In early August 2008, I wrote a small script that copies (rsyncs, actually) the current list of trapped IP addresses as well as the spamd log off the firewall and for each IP address collects all log entries from the spamd log. The resulting file is rsynced back to the webserver, and you can view the latest version here.

The material here is useful mainly to the system administrators responsible for the machines that appear in it, or people who are interested in studying spammer or spambot behavior. Times are given according to the Europe/Oslo time zone (CET or CEST according to season), and if a date appears several times for an IP address entry, the reason is simply that the log data spans several years. The default syslog settings do not record the year.

In the data you will find several kinds of entries, most of them are pretty obvious and straightforward, others less so. The likely FAQ is, "what are the entries with no log data?". The answer is, the spamd here synchronizes with a spamds at other sites. The entries without log data entered our traplist through a sync operation, but the host did not attempt direct contact here.
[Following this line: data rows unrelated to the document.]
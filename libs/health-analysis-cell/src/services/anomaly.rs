// =====================================================================================
// ANOMALY DETECTOR - SEEDED ISOLATION FOREST OVER 1-D METRIC STREAMS
// =====================================================================================

use std::collections::BTreeMap;

use rand::rngs::StdRng;
use rand::{Rng, SeedableRng};
use tracing::debug;

use shared_config::{AppConfig, SeverityCutoffs, ThresholdPair};
use shared_models::{Anomaly, AnomalySeverity, MetricFamily, MetricSample};

use crate::services::aggregator::percentile;

pub const MIN_DETECTION_SAMPLES: usize = 10;
pub const MAX_REPORTED_ANOMALIES: usize = 20;

const TREE_COUNT: usize = 100;
const MAX_SUBSAMPLE: usize = 256;
const EULER_GAMMA: f64 = 0.577_215_664_901_532_9;

/// Flags statistically unusual samples per metric stream. Deterministic for a
/// fixed input and seed.
#[derive(Debug, Clone)]
pub struct AnomalyDetector {
    contamination: f64,
    seed: u64,
    cutoffs: SeverityCutoffs,
}

impl AnomalyDetector {
    pub fn new(contamination: f64, seed: u64, cutoffs: SeverityCutoffs) -> Self {
        Self {
            contamination: contamination.clamp(0.0, 0.5),
            seed,
            cutoffs,
        }
    }

    pub fn from_config(config: &AppConfig) -> Self {
        Self::new(config.contamination, config.anomaly_seed, config.severity.clone())
    }

    /// Anomalies across every stream in `samples`, sorted by severity then
    /// timestamp, newest first. Streams shorter than ten samples are skipped.
    pub fn detect(&self, samples: &[MetricSample]) -> Vec<Anomaly> {
        let mut streams: BTreeMap<&str, Vec<&MetricSample>> = BTreeMap::new();
        for sample in samples.iter().filter(|s| s.value.is_finite()) {
            streams.entry(sample.metric_name.as_str()).or_default().push(sample);
        }

        let mut anomalies = Vec::new();
        for (metric_name, stream) in streams {
            if stream.len() < MIN_DETECTION_SAMPLES {
                debug!(metric = metric_name, samples = stream.len(), "stream too short for anomaly detection");
                continue;
            }

            let family = MetricFamily::classify(metric_name);
            let values: Vec<f64> = stream.iter().map(|s| s.value).collect();

            for index in self.outlier_indices(&values) {
                let sample = stream[index];
                anomalies.push(Anomaly {
                    asset_id: sample.asset_id.clone(),
                    metric_name: sample.metric_name.clone(),
                    timestamp: sample.timestamp,
                    value: sample.value,
                    severity: self.severity(family, sample.value),
                    description: describe(family, metric_name, sample.value),
                });
            }
        }

        rank_anomalies(&mut anomalies);
        anomalies
    }

    pub fn severity(&self, family: MetricFamily, value: f64) -> AnomalySeverity {
        let cutoff = match family {
            MetricFamily::Cpu => &self.cutoffs.cpu,
            MetricFamily::Memory => &self.cutoffs.memory,
            MetricFamily::Disk => &self.cutoffs.disk,
            MetricFamily::Temperature => &self.cutoffs.temperature,
            _ => return AnomalySeverity::Medium,
        };
        classify_against(cutoff, value)
    }

    // Points whose isolation score lies strictly above the (1 - contamination)
    // quantile of all scores. A constant stream therefore yields nothing.
    fn outlier_indices(&self, values: &[f64]) -> Vec<usize> {
        if self.contamination <= 0.0 {
            return Vec::new();
        }

        let forest = IsolationForest::fit(values, self.seed);
        let scores: Vec<f64> = values.iter().map(|v| forest.score(*v)).collect();

        let mut sorted = scores.clone();
        sorted.sort_by(f64::total_cmp);
        let threshold = percentile(&sorted, (1.0 - self.contamination) * 100.0);

        scores
            .iter()
            .enumerate()
            .filter(|(_, score)| **score > threshold)
            .map(|(index, _)| index)
            .collect()
    }
}

fn classify_against(cutoff: &ThresholdPair, value: f64) -> AnomalySeverity {
    if value > cutoff.critical {
        AnomalySeverity::Critical
    } else if value > cutoff.warning {
        AnomalySeverity::High
    } else {
        AnomalySeverity::Medium
    }
}

fn describe(family: MetricFamily, metric_name: &str, value: f64) -> String {
    match family {
        MetricFamily::Cpu | MetricFamily::Memory | MetricFamily::Disk => {
            format!("Unusually high {} utilization: {:.1}%", family.label(), value)
        }
        MetricFamily::Temperature => format!("Unusually high temperature: {:.1}°C", value),
        MetricFamily::Network => format!("Unusual network activity detected: {:.1}", value),
        MetricFamily::Uptime | MetricFamily::Other => {
            format!("Unusual value detected in {}: {:.1}", metric_name, value)
        }
    }
}

/// Severity descending, then timestamp descending.
pub fn rank_anomalies(anomalies: &mut [Anomaly]) {
    anomalies.sort_by(|a, b| {
        b.severity
            .cmp(&a.severity)
            .then_with(|| b.timestamp.cmp(&a.timestamp))
    });
}

// -------------------------------------------------------------------------------------
// Isolation forest
// -------------------------------------------------------------------------------------

enum IsolationNode {
    Leaf { size: usize },
    Split { at: f64, left: Box<IsolationNode>, right: Box<IsolationNode> },
}

struct IsolationForest {
    trees: Vec<IsolationNode>,
    subsample: usize,
}

impl IsolationForest {
    fn fit(values: &[f64], seed: u64) -> Self {
        let mut rng = StdRng::seed_from_u64(seed);
        let subsample = values.len().min(MAX_SUBSAMPLE);
        let height_limit = (subsample as f64).log2().ceil() as usize;

        let trees = (0..TREE_COUNT)
            .map(|_| {
                let picked: Vec<f64> = rand::seq::index::sample(&mut rng, values.len(), subsample)
                    .into_iter()
                    .map(|i| values[i])
                    .collect();
                build_node(picked, 0, height_limit, &mut rng)
            })
            .collect();

        Self { trees, subsample }
    }

    /// Anomaly score in (0, 1]; higher means easier to isolate.
    fn score(&self, value: f64) -> f64 {
        let normaliser = average_path_length(self.subsample);
        if normaliser == 0.0 {
            return 0.0;
        }

        let mean_depth = self
            .trees
            .iter()
            .map(|tree| path_length(tree, value, 0))
            .sum::<f64>()
            / self.trees.len() as f64;

        2f64.powf(-mean_depth / normaliser)
    }
}

fn build_node(values: Vec<f64>, depth: usize, height_limit: usize, rng: &mut StdRng) -> IsolationNode {
    if values.len() <= 1 || depth >= height_limit {
        return IsolationNode::Leaf { size: values.len() };
    }

    let (min, max) = values
        .iter()
        .fold((f64::INFINITY, f64::NEG_INFINITY), |(lo, hi), v| (lo.min(*v), hi.max(*v)));
    if min >= max {
        return IsolationNode::Leaf { size: values.len() };
    }

    let at = rng.gen_range(min..max);
    let (left, right): (Vec<f64>, Vec<f64>) = values.into_iter().partition(|v| *v < at);

    IsolationNode::Split {
        at,
        left: Box::new(build_node(left, depth + 1, height_limit, rng)),
        right: Box::new(build_node(right, depth + 1, height_limit, rng)),
    }
}

fn path_length(node: &IsolationNode, value: f64, depth: usize) -> f64 {
    match node {
        IsolationNode::Leaf { size } => depth as f64 + average_path_length(*size),
        IsolationNode::Split { at, left, right } => {
            let next = if value < *at { left } else { right };
            path_length(next, value, depth + 1)
        }
    }
}

// Expected path length of an unsuccessful BST search over n points.
fn average_path_length(n: usize) -> f64 {
    match n {
        0 | 1 => 0.0,
        2 => 1.0,
        _ => {
            let n = n as f64;
            2.0 * ((n - 1.0).ln() + EULER_GAMMA) - 2.0 * (n - 1.0) / n
        }
    }
}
The other likely question is, "what is that becks list?". It's what the rest of the world refers to as uatraps. I copied the data for that list into my config from Bob Beck's message on OpenBSD-misc and didn't notice that the list had an official name until much later.

Please note that this is not an up-to-the minute list. Depending on the number of hosts currently in the list of trapped addresses, the script's run time could be anything up to several hours. For that reason, the script starts at the time stated at the beginning of the report file and runs until it finishes generating. The last thing the script does is to rsync the report file to the webserver. For the time being, I archive older versions off-line.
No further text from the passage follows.